Center for Science Research Communication, School of Journalism and Communication, 1275 University of Oregon, Eugene, OR 97403, United States; Department of Psychology, Ohio State University, 1835 Neil Ave, Columbus, OH 43210, United States.
Center for Science Research Communication, School of Journalism and Communication, 1275 University of Oregon, Eugene, OR 97403, United States.

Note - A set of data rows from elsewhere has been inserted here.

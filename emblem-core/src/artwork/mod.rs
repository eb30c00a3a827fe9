//! Vector artwork as pure data.
//!
//! Geometry is input data, not logic: the library rasterizes whatever
//! contours and polyline the caller supplies.

/// Artwork model and output specs.
pub mod model;
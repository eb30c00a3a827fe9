use crate::foundation::{
    core::Pixmap,
    error::{EmblemError, EmblemResult},
};

const PNG_SIGNATURE: [u8; 8] = [0x89, b'P', b'N', b'G', 0x0D, 0x0A, 0x1A, 0x0A];

/// Fixed deflate level; byte-identical output for identical input.
const DEFLATE_LEVEL: u8 = 6;

/// CRC-32 (ISO 3309 / ITU-T V.42), the PNG chunk checksum.
const CRC32_TABLE: [u32; 256] = {
    let mut table = [0u32; 256];
    let mut i = 0u32;
    while i < 256 {
        let mut crc = i;
        let mut j = 0;
        while j < 8 {
            if crc & 1 != 0 {
                crc = (crc >> 1) ^ 0xEDB8_8320;
            } else {
                crc >>= 1;
            }
            j += 1;
        }
        table[i as usize] = crc;
        i += 1;
    }
    table
};

/// Serialize an RGB8 pixmap into a complete baseline PNG byte stream.
///
/// The output uses bit depth 8, color type 2 (truecolor, no alpha), no
/// interlacing, and filter type 0 on every scanline, with the IDAT payload
/// deflated as a single zlib stream. Any standard-compliant decoder can
/// read it, and repeated encodes of the same pixmap are byte-identical.
pub fn encode_png(pixmap: &Pixmap) -> EmblemResult<Vec<u8>> {
    if pixmap.width == 0 || pixmap.height == 0 {
        return Err(EmblemError::encode("pixmap dimensions must be > 0"));
    }
    let stride = pixmap.width as usize * 3;
    if pixmap.data.len() != stride * pixmap.height as usize {
        return Err(EmblemError::encode(format!(
            "pixmap buffer is {} bytes, expected {}",
            pixmap.data.len(),
            stride * pixmap.height as usize
        )));
    }

    // Filter byte 0 ("none") prefixes each raw scanline.
    let mut raw = Vec::with_capacity(pixmap.height as usize * (stride + 1));
    for row in pixmap.data.chunks_exact(stride) {
        raw.push(0);
        raw.extend_from_slice(row);
    }
    let idat = miniz_oxide::deflate::compress_to_vec_zlib(&raw, DEFLATE_LEVEL);

    let mut ihdr = Vec::with_capacity(13);
    ihdr.extend_from_slice(&pixmap.width.to_be_bytes());
    ihdr.extend_from_slice(&pixmap.height.to_be_bytes());
    // depth 8, color type 2 (truecolor), compression 0, filter 0, interlace 0
    ihdr.extend_from_slice(&[8, 2, 0, 0, 0]);

    let mut out = Vec::with_capacity(PNG_SIGNATURE.len() + ihdr.len() + idat.len() + 3 * 12);
    out.extend_from_slice(&PNG_SIGNATURE);
    write_chunk(&mut out, b"IHDR", &ihdr);
    write_chunk(&mut out, b"IDAT", &idat);
    write_chunk(&mut out, b"IEND", &[]);
    Ok(out)
}

/// Append one length-prefixed, CRC-trailed chunk.
fn write_chunk(out: &mut Vec<u8>, kind: &[u8; 4], data: &[u8]) {
    out.extend_from_slice(&(data.len() as u32).to_be_bytes());
    out.extend_from_slice(kind);
    out.extend_from_slice(data);
    let crc = crc32_update(crc32_update(0xFFFF_FFFF, kind), data) ^ 0xFFFF_FFFF;
    out.extend_from_slice(&crc.to_be_bytes());
}

fn crc32_update(mut crc: u32, data: &[u8]) -> u32 {
    for &b in data {
        crc = CRC32_TABLE[((crc ^ u32::from(b)) & 0xFF) as usize] ^ (crc >> 8);
    }
    crc
}
//! Mapping from artwork source space into canvas pixel space.

/// Uniform fit-and-center transform.
pub mod fit;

Vaccine. 2022 Jul 29;40(31):4262-4269. doi: 10.1016/j.vaccine.2022.06.001. Epub 2022 Jun 10.
Encouraging vaccine uptake is important to reducing the impact of infectious disease. However, negative attitudes and vaccine hesitancy, due in part to worry about side effects, are obstacles to achieving high vaccination rates. Provided vaccine information sheets typically include a list of side effects without numeric information about their likelihoods, but providing such numbers may yield benefits. We investigated the effect of providing numeric information about side-effect likelihood (e.g., "1%") and verbal labels (e.g., "uncommon") on intentions to get a hypothetical vaccine, reasons for the vaccination decision, and risk overestimation. In a diverse, online, convenience sample (N = 595), providing numeric information increased vaccine intentions-70% of those who received numeric information were predicted to be moderately or extremely likely to vaccinate compared to only 54% of those who did not receive numeric information (p<.001), controlling for age, gender, race, education, and political ideology. Participants receiving numeric information also were less likely to overestimate side-effect likelihood. Verbal labels had additional benefits when included with numeric information, particularly among the vaccine hesitant. For these participants, verbal labels increased vaccine intentions when included with numeric information (but not in its absence). Among the vaccine-hesitant, 43% of those provided numeric information and verbal labels were predicted to be moderately or extremely likely to get vaccinated vs. only 24% of those given a list of side effects (p<.001). We conclude that the standard practice of not providing numeric information about side-effect likelihood leads to a less-informed public who is less likely to vaccinate.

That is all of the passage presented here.